Manager benötigen Schulungen zur mitfühlenden Betreuung von Mitarbeitern

Eine neue britische Studie legt nahe, dass die überwiegende Mehrheit der Manager der Meinung ist, dass sie eine Schulung benötigen, um mitfühlend und rücksichtsvoll gegenüber ihren Mitarbeitern umzugehen.

In einer Studie von Dr. Fiona Beddoes-Jones, einer Arbeitspsychologin, verspürten achtzig Prozent der Manager den Bedarf an Schulungen, wie sie ihre Mitarbeiter wirklich pflegen können. Diese Offenbarung wurde von Beddoes-Jones auf der Jahreskonferenz der Abteilung für Arbeitspsychologie der British Psychological Society in Liverpool vorgestellt.

Die Forscher untersuchten über 300 Manager / Führungskräfte und stellten fest, dass die Mehrheit der Befragten mit der Wärme und Sorgfalt bei der Arbeit unzufrieden war und glaubte, dass sich ihr Wohlbefinden verbessern würde, wenn es mehr „Liebe“ gäbe.

Eine Aufschlüsselung der Ergebnisse zeigt ein überraschendes Dilemma zwischen der Art der Umgebung, in der die Menschen arbeiten wollten, und dem Führungsstil des Managers, der sie verwaltet.

Insgesamt 70 Prozent der Befragten gaben an, dass sie ein „kollaboratives und unterstützendes“ Arbeitsumfeld bevorzugen würden, doch nur 26 Prozent gaben an, dass sie einen Manager wünschen, der „pflegend und freundlich“ oder „bedingungslos unterstützend“ ist.

„Die Leute wollen Klarheit von einem logischen und pragmatischen Manager, aber sie möchten auch das Gefühl haben, dass ein Manager und die Organisation sich wirklich um sie kümmern, und das fehlt oft.

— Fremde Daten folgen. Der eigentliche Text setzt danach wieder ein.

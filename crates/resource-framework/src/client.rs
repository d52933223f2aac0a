//! # Generic Client
//!
//! This module defines the generic client every resource service is built on.
//!
//! `ResourceClient<T>` is produced by a factory taking a [`ResourceConfig`]
//! (`base_path`, `auth_required`) and closing over a shared [`Transport`] and
//! [`CredentialSource`]. Its operations (`find`, `create`, custom actions and, for
//! [`Interactive`] resources, `add_interaction`) all funnel through
//! [`ResourceClient::execute_request`], the single seam where the credential header
//! is attached and failures are handed to the resource's error hook.

use crate::credentials::CredentialSource;
use crate::entity::ResourceEntity;
use crate::error::ClientError;
use crate::interaction::{InteractionKind, InteractionRequest, Interactive};
use crate::request::{redact_path, HttpMethod, HttpRequest, RequestOptions};
use crate::transport::{self, Transport};
use crate::url::{self, UrlBuilder};
use serde::de::{DeserializeOwned, IgnoredAny};
use serde::Serialize;
use serde_json::Value;
use std::marker::PhantomData;
use std::sync::Arc;
use tracing::{debug, info_span, warn, Instrument};

/// Construction parameters of a [`ResourceClient`].
#[derive(Debug, Clone, PartialEq, Eq)]
pub struct ResourceConfig {
    pub base_path: String,
    /// Attach the credential to writes (`create`, custom POSTs, interactions)
    /// unless a call says otherwise. Reads only follow the per-call flag.
    pub auth_required: bool,
}

impl ResourceConfig {
    pub fn new(base_path: impl Into<String>) -> Self {
        Self {
            base_path: base_path.into(),
            auth_required: false,
        }
    }

    /// Config rooted at `T::BASE_PATH`.
    pub fn for_entity<T: ResourceEntity>() -> Self {
        Self::new(T::BASE_PATH)
    }

    pub fn auth_required(mut self, auth_required: bool) -> Self {
        self.auth_required = auth_required;
        self
    }
}

/// ## ResourceClient
///
/// A type-safe, async client for one remote resource.
///
/// * **Cloneable** – holds only `Arc`s and the base path, so cloning is inexpensive.
/// * **Async API** – every operation resolves to `Result<…, ClientError>`.
/// * **Generic** – works with any entity that implements [`ResourceEntity`].
pub struct ResourceClient<T: ResourceEntity> {
    urls: UrlBuilder,
    auth_required: bool,
    transport: Arc<dyn Transport>,
    credentials: Arc<dyn CredentialSource>,
    _entity: PhantomData<fn() -> T>,
}

impl<T: ResourceEntity> Clone for ResourceClient<T> {
    fn clone(&self) -> Self {
        Self {
            urls: self.urls.clone(),
            auth_required: self.auth_required,
            transport: self.transport.clone(),
            credentials: self.credentials.clone(),
            _entity: PhantomData,
        }
    }
}

impl<T: ResourceEntity> ResourceClient<T> {
    pub fn new(
        config: ResourceConfig,
        transport: Arc<dyn Transport>,
        credentials: Arc<dyn CredentialSource>,
    ) -> Self {
        Self {
            urls: UrlBuilder::new(config.base_path),
            auth_required: config.auth_required,
            transport,
            credentials,
            _entity: PhantomData,
        }
    }

    pub fn base_path(&self) -> &str {
        self.urls.base_path()
    }

    /// The path (with query) a call with `options` would hit.
    pub fn build_url(&self, options: &RequestOptions) -> String {
        self.urls
            .build_url(options.sub_endpoint.as_deref(), options.params.as_ref())
    }

    /// `/{value}` with `value` percent-encoded as a single path segment.
    ///
    /// Values no segment can carry (`""`, `.`, `..`) fail with
    /// [`ClientError::InvalidRequest`] through the resource's error hook.
    pub fn encode_segment(
        &self,
        operation: &'static str,
        value: &str,
    ) -> Result<String, ClientError> {
        url::path_segment(value).ok_or_else(|| {
            let err = ClientError::InvalidRequest(format!("{value:?} is not a valid path segment"));
            T::handle_service_error(operation, err)
        })
    }

    /// GET on the base path (plus sub-endpoint/params), decoded as `T::Listing`.
    pub async fn find(&self, options: RequestOptions) -> Result<T::Listing, ClientError> {
        self.execute_request("find", HttpMethod::Get, options, None)
            .await
    }

    /// GET with an explicit response shape, e.g. a single entity under `/{pid}`.
    pub async fn find_as<O: DeserializeOwned>(
        &self,
        options: RequestOptions,
    ) -> Result<O, ClientError> {
        self.execute_request("find", HttpMethod::Get, options, None)
            .await
    }

    /// GET `{base}/{pid}` decoded as `T`. The pid is encoded as one segment.
    pub async fn get(&self, pid: &str) -> Result<T, ClientError> {
        let path = self.encode_segment("find", pid)?;
        self.find_as(RequestOptions::new().sub_endpoint(path)).await
    }

    /// POST `dto` to the base path (plus sub-endpoint).
    pub async fn create<O: DeserializeOwned>(
        &self,
        dto: &T::Create,
        options: RequestOptions,
    ) -> Result<O, ClientError> {
        let body = Self::to_body("create", dto)?;
        self.execute_request("create", HttpMethod::Post, options, Some(body))
            .await
    }

    /// Custom POST action with an arbitrary body (login-style calls).
    pub async fn post<B, O>(
        &self,
        operation: &'static str,
        body: &B,
        options: RequestOptions,
    ) -> Result<O, ClientError>
    where
        B: Serialize + Sync + ?Sized,
        O: DeserializeOwned,
    {
        let body = Self::to_body(operation, body)?;
        self.execute_request(operation, HttpMethod::Post, options, Some(body))
            .await
    }

    fn to_body<B: Serialize + ?Sized>(
        operation: &'static str,
        body: &B,
    ) -> Result<Value, ClientError> {
        serde_json::to_value(body).map_err(|e| {
            T::handle_service_error(operation, ClientError::InvalidRequest(e.to_string()))
        })
    }

    fn wants_auth(&self, method: HttpMethod, options: &RequestOptions) -> bool {
        options
            .requires_auth
            .unwrap_or(method != HttpMethod::Get && self.auth_required)
    }

    /// Low-level dispatch every operation funnels through.
    ///
    /// Attaches `Authorization: Bearer <token>` when the call wants auth and a
    /// credential exists. A missing credential does not stop the call; the server
    /// decides. Failures go through `T::handle_service_error`.
    pub async fn execute_request<O: DeserializeOwned>(
        &self,
        operation: &'static str,
        method: HttpMethod,
        options: RequestOptions,
        body: Option<Value>,
    ) -> Result<O, ClientError> {
        let path = self.build_url(&options);
        let logged_path = redact_path(&path);
        let span = info_span!(
            "request",
            resource = T::RESOURCE,
            operation,
            %method,
            path = %logged_path,
        );

        async move {
            let mut request = HttpRequest::new(method, path);
            if let Some(body) = body {
                request = request.with_body(body);
            }

            if self.wants_auth(method, &options) {
                match self.credentials.credential() {
                    Some(token) => {
                        request = request.with_header("Authorization", format!("Bearer {token}"));
                    }
                    None => debug!("No credential available, sending unauthenticated"),
                }
            }

            let call = transport::request::<O>(self.transport.as_ref(), request);
            let result = match options.cancel {
                Some(token) => tokio::select! {
                    biased;
                    _ = token.cancelled() => Err(ClientError::Cancelled),
                    result = call => result.map_err(ClientError::from),
                },
                None => call.await.map_err(ClientError::from),
            };

            match result {
                Ok(value) => {
                    debug!("Request ok");
                    Ok(value)
                }
                Err(e) => {
                    warn!(error = %e, "Request failed");
                    Err(T::handle_service_error(operation, e))
                }
            }
        }
        .instrument(span)
        .await
    }
}

impl<T: Interactive> ResourceClient<T> {
    /// Signals one interaction on the instance `pid`.
    ///
    /// Sends `PATCH {base}/{pid}/interact` with `{"type": kind}`. The response body
    /// is ignored. Kinds outside `T::INTERACTIONS` fail without a network call.
    pub async fn add_interaction(
        &self,
        pid: &str,
        kind: InteractionKind,
    ) -> Result<(), ClientError> {
        if !T::supports(kind) {
            warn!(resource = T::RESOURCE, %kind, "Unsupported interaction");
            let err = ClientError::UnsupportedInteraction {
                resource: T::RESOURCE,
                kind,
            };
            return Err(T::handle_service_error("add_interaction", err));
        }

        let body = Self::to_body("add_interaction", &InteractionRequest { kind })?;
        let segment = self.encode_segment("add_interaction", pid)?;
        let options = RequestOptions::new().sub_endpoint(format!("{segment}/interact"));
        self.execute_request::<IgnoredAny>(
            "add_interaction",
            HttpMethod::Patch,
            options,
            Some(body),
        )
        .await?;
        Ok(())
    }
}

Auf dem Weg zum Leistungsmanagement wird die menschliche Note übersehen ", erklärte Dr. Beddoes-Jones." Und wie sie sagen, ist es den Leuten egal, wie viel Sie wissen, bis sie wissen, wie viel Sie sich interessieren. "

Die Studie wurde mit über 300 Managern / Führungskräften durchgeführt, die über eine Reihe von Social-Media-Unternehmensgruppen (einschließlich CIPD, IoD und BPS) rekrutiert wurden.

Fast 90 Prozent der Befragten arbeiteten in Großbritannien und 44 Prozent waren männlich. Die Teilnehmer waren zwischen 51 und 65 Jahre alt (48 Prozent), zwischen 36 und 50 Jahre alt (38 Prozent) und zwischen 26 und 35 Jahre alt (sieben Prozent).